From: http://www.sssscomic.com/comic.php?page=196
Stand Still. Stay Silent - webcomic, page 196

Page 196 of the webcomic 'Stand Still. Stay Silent'

@conradhackett nice but can we drop the term "old world"?
@barefootliam @conradhackett In context, it’s from a post-apocalyptic comic set in Nordic countries that have lost touch with the rest of the world.
@thiswasatriumph @conradhackett thanks! I see. The term old world has “Manifest Destiny” connotations in North America, of course.

@conradhackett

Haven't read a good long-form webcomic in a while. Thanks for this!

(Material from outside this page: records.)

//! Configuration file loading.
//!
//! The configuration is a small JSON document read once at startup:
//!
//! ```json
//! { "organization": "acme", "auth_token": "ghp_..." }
//! ```
//!
//! `org` and `auth` are accepted as aliases. A non-empty `GITHUB_TOKEN`
//! environment variable overrides the file's token. Any problem is fatal
//! before the first network request.

use std::num::NonZeroUsize;
use std::path::{Path, PathBuf};
use std::time::Duration;

use serde::Deserialize;
use thiserror::Error;

use github::{DEFAULT_API_URL, DEFAULT_TIMEOUT};
use report::{
    Organization, PipelineSettings, ReportError, TruncationPolicy, DEFAULT_MAX_CONCURRENCY,
};

#[derive(Debug, Error)]
pub enum ConfigError {
    #[error("could not read {}: {source}", .path.display())]
    Read {
        path: PathBuf,
        source: std::io::Error,
    },

    #[error("could not parse {}: {source}", .path.display())]
    Parse {
        path: PathBuf,
        source: serde_json::Error,
    },

    #[error("invalid {}: {message}", .path.display())]
    Invalid { path: PathBuf, message: String },
}

impl From<ConfigError> for ReportError {
    fn from(err: ConfigError) -> Self {
        ReportError::Config {
            message: err.to_string(),
        }
    }
}

/// The file as written by the user.
#[derive(Debug, Deserialize)]
#[serde(deny_unknown_fields)]
struct RawConfig {
    #[serde(alias = "org")]
    organization: String,
    #[serde(alias = "auth", default)]
    auth_token: Option<String>,
    #[serde(default)]
    api_base_url: Option<String>,
    #[serde(default)]
    max_concurrency: Option<usize>,
    #[serde(default)]
    request_timeout_secs: Option<u64>,
    #[serde(default)]
    allow_truncated: bool,
}

/// Validated runtime configuration.
#[derive(Clone)]
pub struct Config {
    pub organization: Organization,
    pub auth_token: String,
    pub api_base_url: String,
    pub request_timeout: Duration,
    pub pipeline: PipelineSettings,
}

impl std::fmt::Debug for Config {
    fn fmt(&self, f: &mut std::fmt::Formatter<'_>) -> std::fmt::Result {
        f.debug_struct("Config")
            .field("organization", &self.organization)
            .field("auth_token", &"<redacted>")
            .field("api_base_url", &self.api_base_url)
            .field("request_timeout", &self.request_timeout)
            .field("pipeline", &self.pipeline)
            .finish()
    }
}

impl Config {
    /// Reads and validates the file at `path`.
    ///
    /// `token_override` (normally `GITHUB_TOKEN`) replaces the file's token
    /// when it is set and non-empty.
    pub fn load(path: &Path, token_override: Option<String>) -> Result<Self, ConfigError> {
        let text = std::fs::read_to_string(path).map_err(|source| ConfigError::Read {
            path: path.to_path_buf(),
            source,
        })?;
        Self::parse(&text, path, token_override)
    }

    fn parse(text: &str, path: &Path, token_override: Option<String>) -> Result<Self, ConfigError> {
        let raw: RawConfig = serde_json::from_str(text).map_err(|source| ConfigError::Parse {
            path: path.to_path_buf(),
            source,
        })?;
        let invalid = |message: &str| ConfigError::Invalid {
            path: path.to_path_buf(),
            message: message.to_string(),
        };

        let organization = Organization::new(raw.organization.trim())
            .ok_or_else(|| invalid("organization is empty"))?;

        let auth_token = token_override
            .filter(|token| !token.trim().is_empty())
            .or(raw.auth_token)
            .map(|token| token.trim().to_string())
            .filter(|token| !token.is_empty())
            .ok_or_else(|| invalid("auth_token is missing (set it or GITHUB_TOKEN)"))?;

        let max_concurrency =
            NonZeroUsize::new(raw.max_concurrency.unwrap_or(DEFAULT_MAX_CONCURRENCY))
                .ok_or_else(|| invalid("max_concurrency must be at least 1"))?;

        let request_timeout = match raw.request_timeout_secs {
            Some(0) => return Err(invalid("request_timeout_secs must be at least 1")),
            Some(secs) => Duration::from_secs(secs),
            None => DEFAULT_TIMEOUT,
        };

        let truncation = if raw.allow_truncated {
            TruncationPolicy::Warn
        } else {
            TruncationPolicy::Fail
        };

        Ok(Self {
            organization,
            auth_token,
            api_base_url: raw
                .api_base_url
                .unwrap_or_else(|| DEFAULT_API_URL.to_string()),
            request_timeout,
            pipeline: PipelineSettings {
                max_concurrency,
                truncation,
            },
        })
    }
}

@conradhackett Ah, Stand Still Stay Silent! Last year this story sucked me deeply in for several weeks. A terrific feat of visual imagination. & rather brave approach to characterization, spending dozens of pages on the minute internal bickerings of this team whose members are each incompetent in their own special way; yet are also endearing so that the horrific interludes hit hard! (& to clarify, states the tree is families with Nordic languages only, not intended to cover entire Old World.)

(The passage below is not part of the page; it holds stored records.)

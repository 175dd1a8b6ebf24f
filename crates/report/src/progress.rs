//! Progress reporting port.
//!
//! The pipeline announces phase changes and completed work items; the binary
//! renders them (a terminal spinner), tests ignore them.

/// A stage of the aggregation pipeline.
#[derive(Debug, Clone, Copy, PartialEq, Eq)]
pub enum Phase {
    ListingRepositories,
    /// Fetching commits from `repositories` repositories.
    FetchingCommits { repositories: usize },
    /// Fetching stats for `commits` commits.
    FetchingStats { commits: usize },
}

impl std::fmt::Display for Phase {
    fn fmt(&self, f: &mut std::fmt::Formatter<'_>) -> std::fmt::Result {
        match self {
            Phase::ListingRepositories => write!(f, "listing repositories"),
            Phase::FetchingCommits { repositories } => {
                write!(f, "fetching commits from {repositories} repositories")
            }
            Phase::FetchingStats { commits } => write!(f, "fetching stats for {commits} commits"),
        }
    }
}

/// Receives progress notifications from the pipeline.
pub trait ProgressObserver: Send + Sync {
    /// A new phase has started.
    fn phase(&self, phase: Phase);

    /// One unit of work in the current phase has finished.
    fn item_done(&self) {}
}

/// Observer that discards every notification.
#[derive(Debug, Default, Clone, Copy)]
pub struct NoProgress;

impl ProgressObserver for NoProgress {
    fn phase(&self, _phase: Phase) {}
}
//! Top-level error type for a report run.
//!
//! [`ReportError`] covers every condition that aborts a run. Failures of the
//! hosting API itself are described by [`crate::HostingError`] and wrapped
//! here together with the repository or commit they concern, so a diagnostic
//! is actionable without re-running with verbose logging.
//!
//! The one recoverable remote condition, an empty repository, is not an error
//! at all: it surfaces as [`crate::CommitListing::Empty`].

use thiserror::Error;

use crate::{CommitSha, HostingError, Organization, RepositoryName};

/// Errors that abort a report run.
///
/// Every variant is fatal: the run favours failing loudly over emitting a
/// silently incomplete weekly summary.
#[derive(Debug, Error)]
pub enum ReportError {
    /// The configuration could not be read or is invalid.
    ///
    /// Produced at startup, before any network activity.
    #[error("Configuration error: {message}")]
    Config {
        /// Description of the configuration problem.
        message: String,
    },

    /// The command line arguments are malformed.
    #[error("Invalid input: {message}")]
    Input {
        /// Description of the offending argument.
        message: String,
    },

    /// The hosting API rejected the configured credentials.
    #[error("Authentication rejected while {context}")]
    Auth {
        /// What the run was doing when the credentials were rejected.
        context: String,
        #[source]
        source: HostingError,
    },

    /// The organization's repositories could not be enumerated.
    #[error("Could not list repositories of organization '{organization}'")]
    RepositoryList {
        organization: Organization,
        #[source]
        source: HostingError,
    },

    /// Listing commits failed for a reason other than the repository being empty.
    #[error("Error while retrieving commits for repository '{repo}'")]
    RepoFetch {
        repo: RepositoryName,
        #[source]
        source: HostingError,
    },

    /// Fetching line-change statistics for a commit failed.
    #[error("Error while retrieving stats for commit {sha} in repository '{repo}'")]
    StatsFetch {
        repo: RepositoryName,
        sha: CommitSha,
        #[source]
        source: HostingError,
    },

    /// A record was left without stats after enrichment.
    #[error("No stats were merged for commit {sha} in repository '{repo}'")]
    StatsMissing { repo: RepositoryName, sha: CommitSha },

    /// A list call returned only the first page of a larger result.
    #[error("Results truncated by the remote while listing {scope}; the report would be incomplete")]
    Truncated {
        /// The organization or repository whose listing was truncated.
        scope: String,
    },

    /// The report could not be written.
    #[error("Could not write report: {message}")]
    Emit { message: String },
}

impl ReportError {
    /// Wraps a hosting failure, classifying credential rejection as [`ReportError::Auth`].
    pub(crate) fn from_hosting(
        source: HostingError,
        context: impl FnOnce() -> String,
        wrap: impl FnOnce(HostingError) -> ReportError,
    ) -> Self {
        if source.is_auth() {
            ReportError::Auth {
                context: context(),
                source,
            }
        } else {
            wrap(source)
        }
    }
}

impl From<std::io::Error> for ReportError {
    fn from(err: std::io::Error) -> Self {
        ReportError::Emit {
            message: err.to_string(),
        }
    }
}

impl From<serde_json::Error> for ReportError {
    fn from(err: serde_json::Error) -> Self {
        ReportError::Emit {
            message: err.to_string(),
        }
    }
}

@conradhackett it is cool, but it also leaves a lot of languages unaccounted for.

Here some the families in North America: http://goosie.cogsci.indiana.edu/farg/rehling/nativeAm/ling.html#:~:text=These%20included%20Algic%20(Algonquin)%2C,%2C%20Kiowa%2DTanoan%20and%20Caddoan.

Here are some in South America: https://en.m.wikipedia.org/wiki/Indigenous_languages_of_South_America

Here are some in Africa: https://en.m.wikipedia.org/wiki/Languages_of_Africa

The E-I tree may be the biggest but someone should draw the forest.

Native American Languages

@conradhackett Thanks, I had seen this beautiful tree before on the Internets, but I had no idea of the source. Thanks, Minna Sundberg!